Humphrey became what Freedman described to me recently as a "politician of the heart and the gut." To be sure, Humphrey possessed a mighty intellect. But what propelled the political success that made him a mayor, U.S. senator and vice president was his sensitivity to the human face of loss.

It was a face he knew well. He had seen it in the mirror.

Empathy was his motivator. So was a religious conviction whose depth might come as a surprise to readers. Humphrey was steeped in the Social Gospel he heard preached at the Doland Methodist Church. He became convinced that he had a moral obligation to try to improve the human condition — to build "the kingdom of God on earth."

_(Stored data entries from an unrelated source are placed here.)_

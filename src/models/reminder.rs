use chrono::{DateTime, Duration, Utc};
use serde::{Deserialize, Serialize};

/// Repeat cadence for a recurring reminder
#[derive(Debug, Clone, Copy, PartialEq, Eq, Serialize, Deserialize, sqlx::Type)]
#[serde(rename_all = "lowercase")]
#[sqlx(rename_all = "lowercase")]
pub enum Recurrence {
    Daily,
    Weekly,
}

impl Recurrence {
    /// Parse a trailing recurrence keyword from the command grammar
    pub fn parse(keyword: &str) -> Option<Self> {
        match keyword {
            "daily" => Some(Recurrence::Daily),
            "weekly" => Some(Recurrence::Weekly),
            _ => None,
        }
    }

    /// Interval between firings
    pub fn period(&self) -> Duration {
        match self {
            Recurrence::Daily => Duration::days(1),
            Recurrence::Weekly => Duration::days(7),
        }
    }

    pub fn label(&self) -> &'static str {
        match self {
            Recurrence::Daily => "daily",
            Recurrence::Weekly => "weekly",
        }
    }
}

/// A timed reminder owned by a single user
///
/// Lifecycle: persisted with `completed = false`, armed as an in-memory timer,
/// and on firing either marked completed (one-shot) or advanced by one period
/// and re-armed (recurring). Recurring reminders never complete.
#[derive(Debug, Clone, PartialEq, Serialize, Deserialize, sqlx::FromRow)]
#[serde(rename_all = "camelCase")]
pub struct Reminder {
    pub id: i64,
    pub owner_id: String,
    pub text: String,
    /// Absolute timestamp of the next firing
    pub due_at: DateTime<Utc>,
    /// True only for one-shot reminders that have fired
    pub completed: bool,
    pub recurrence: Option<Recurrence>,
    pub created_at: DateTime<Utc>,
}

impl Reminder {
    /// Advance `due_at` by one recurrence period. No-op for one-shot reminders.
    pub fn advance(&mut self) {
        if let Some(recurrence) = self.recurrence {
            self.due_at = self.due_at + recurrence.period();
        }
    }

    /// Advance an overdue recurring reminder past `now`, one period at a time.
    ///
    /// Used by the startup recovery sweep so a single downtime window yields
    /// at most one late firing per reminder.
    pub fn catch_up(&mut self, now: DateTime<Utc>) {
        if self.recurrence.is_some() {
            while self.due_at <= now {
                self.advance();
            }
        }
    }
}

Government action was the best way to do that, he decided. Charity alone wouldn't suffice.

I am sometimes amazed, as I believe Humphrey was, at the durability of a pre-Industrial Age idea: that economic failure is primarily the result of personal shortcomings.

I can assure you that my grandparents worked very hard and lived frugal, sober, upright lives. So did Humphrey's parents. They were among the legions who have been battered by big economic and environmental forces beyond their control.

Likewise, the Black and Jewish populations of Minneapolis were targets of discrimination through no fault of their own. Humphrey identified with their plight, and was bold enough to employ the tools of government to do something about it.

Seventy-five years after Humphrey delivered the Democratic National Convention speech that gives Freedman's book its title, Minnesotans — and South Dakotans — can take pride in Humphrey's accomplishments. As Steve Hunegs, executive director of the Jewish Relations Council of Minnesota and the Dakotas, recently told me, Humphrey's "vision, vigor and valor" made him a catalyst — "not the catalyst, but an important one" — for positive change.

But pride today is necessarily mixed with fresh awareness that economic unfairness and racial discrimination are still with us. Even the damned drought is back.

And that's why it's important to tell Humphrey's story now. We're keenly aware that we're a long way from the kingdom. It's good to be reminded that visionary, vigorous, valiant leadership can move us closer to that goal.